By way of reminder, under the EU General Data Protection Regulation (“GDPR”), and national data protection legislation, individuals have the right to access their personal data, more commonly called a Subject Access Request (“SAR”), key highlights of are which:
- Individuals can make a SAR verbally or in writing;
- There is one month within which to respond to a request; and,
- A fee cannot be charged to deal with a request, in most circumstances.
In the UK the Information Commissioner’s Office (“ICO”) is the regulator that deals with SARs and it recently issued its revised guidance on this area entitled “Right of access” (“the guidance”) which can be found here https://ico.org.uk/for-organisations/guide-to-data-protection/guide-to-the-general-data-protection-regulation-gdpr/individual-rights/right-of-access/. This is not to be confused with the ICO’s “Subject access code of practice”, which has yet to be updated in light of both GDPR and the UK’s Data Protection Act 2018.
These FAQs looks at key aspects of the guidance – it is not exhaustive.

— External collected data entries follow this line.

//! CLI command implementations

pub mod call;
pub mod completions;
pub mod config;
pub mod init;
pub mod serve;
pub mod tools;
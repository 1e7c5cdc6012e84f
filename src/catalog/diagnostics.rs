//! Source-annotated errors for catalog files

use miette::{Diagnostic, NamedSource, SourceSpan};
use thiserror::Error;

/// A catalog file that failed to parse, pointing at the offending line
#[derive(Debug, Error, Diagnostic)]
#[error("catalog parse error: {message}")]
#[diagnostic(code(semiproc::catalog::syntax))]
pub struct CatalogSyntaxError {
    #[source_code]
    src: NamedSource<String>,

    #[label("here")]
    span: SourceSpan,

    #[help]
    help: Option<String>,

    message: String,
}

impl CatalogSyntaxError {
    pub fn from_yaml_error(err: &serde_yml::Error, source: &str, filename: &str) -> Self {
        let (line, column) = err
            .location()
            .map(|loc| (loc.line(), loc.column()))
            .unwrap_or((1, 1));
        let offset = offset_of(source, line, column);
        let message = err.to_string();

        Self {
            src: NamedSource::new(filename, source.to_string()),
            span: SourceSpan::from(offset..offset.saturating_add(1)),
            help: hint_for(&message),
            message,
        }
    }

    pub fn message(&self) -> &str {
        &self.message
    }
}

/// Byte offset of a 1-based line/column, clamped to the source length
fn offset_of(source: &str, line: usize, column: usize) -> usize {
    let line_start = source
        .split_inclusive('\n')
        .take(line.saturating_sub(1))
        .map(str::len)
        .sum::<usize>();
    let rest = &source[line_start.min(source.len())..];
    let col_offset = rest
        .char_indices()
        .take_while(|(_, c)| *c != '\n')
        .nth(column.saturating_sub(1))
        .map(|(i, _)| i)
        .unwrap_or(0);
    (line_start + col_offset).min(source.len().saturating_sub(1))
}

fn hint_for(message: &str) -> Option<String> {
    let msg = message.to_lowercase();
    if msg.contains("tab") {
        Some("YAML indentation must use spaces, not tabs".to_string())
    } else if msg.contains("duplicate") {
        Some("each defect code, process and layer may appear only once".to_string())
    } else if msg.contains("missing field") {
        Some("recipe parameters need a `setting`; defects need a `description`".to_string())
    } else if msg.contains("invalid type") {
        Some("check that lists use `- item` and windows use numeric min/max".to_string())
    } else if msg.contains("mapping values are not allowed") {
        Some("quote values that contain ':'".to_string())
    } else {
        None
    }
}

What is the key change to note? Calculating the reply time-limit
The key change to note concerns calculating the time-limit within which to respond to a SAR. As a rule you need to respond to a SAR “without undue delay and in any event within one month of receipt of the request” – this can be extended by a further two months in certain circumstances. Under the revised ICO guidance you should calculate the time limit from the day you receive the request until the corresponding calendar date in the next month – this is the case whether or not the day you receive the request is a working day. If the next month is shorter and there is no corresponding calendar date in the following month, you have until the last day of the following month to respond. If the corresponding date in the following month falls on a weekend or a public holiday, you have until the next working day to respond.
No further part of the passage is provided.